Problem to work on:
Copy each line of the records below, from the first through the one that contains "if let Some(parent)", exactly as written.

===== Records supplied =====

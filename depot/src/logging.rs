//! Log output setup.

use std::fs::OpenOptions;
use std::path::Path;
use std::sync::Mutex;

use anyhow::Context;
use tracing_subscriber::EnvFilter;

/// Install the global subscriber.
///
/// With a log file, records are appended as JSON lines; otherwise they go to
/// stdout as text. `RUST_LOG` overrides the default `info` level.
pub fn init(log_file: Option<&Path>) -> anyhow::Result<()> {
    let filter = EnvFilter::try_from_default_env().unwrap_or_else(|_| EnvFilter::new("info"));

    let result = match log_file {
        Some(path) => {
            if let Some(parent) = path.parent().filter(|p| !p.as_os_str().is_empty()) {
                std::fs::create_dir_all(parent)
                    .with_context(|| format!("creating log directory {:?}", parent))?;
            }
            let file = OpenOptions::new()
                .create(true)
                .append(true)
                .open(path)
                .with_context(|| format!("opening log file {:?}", path))?;

            tracing_subscriber::fmt()
                .json()
                .with_env_filter(filter)
                .with_writer(Mutex::new(file))
                .try_init()
        }
        None => tracing_subscriber::fmt().with_env_filter(filter).try_init(),
    };

    result.map_err(|e| anyhow::anyhow!("installing log subscriber: {}", e))
}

=====

Task answer:
filename depot/src/logging.rs
//! Log output setup.

use std::fs::OpenOptions;
use std::path::Path;
use std::sync::Mutex;

use anyhow::Context;
use tracing_subscriber::EnvFilter;

/// Install the global subscriber.
///
/// With a log file, records are appended as JSON lines; otherwise they go to
/// stdout as text. `RUST_LOG` overrides the default `info` level.
pub fn init(log_file: Option<&Path>) -> anyhow::Result<()> {
    let filter = EnvFilter::try_from_default_env().unwrap_or_else(|_| EnvFilter::new("info"));

    let result = match log_file {
        Some(path) => {
            if let Some(parent) = path.parent().filter(|p| !p.as_os_str().is_empty()) {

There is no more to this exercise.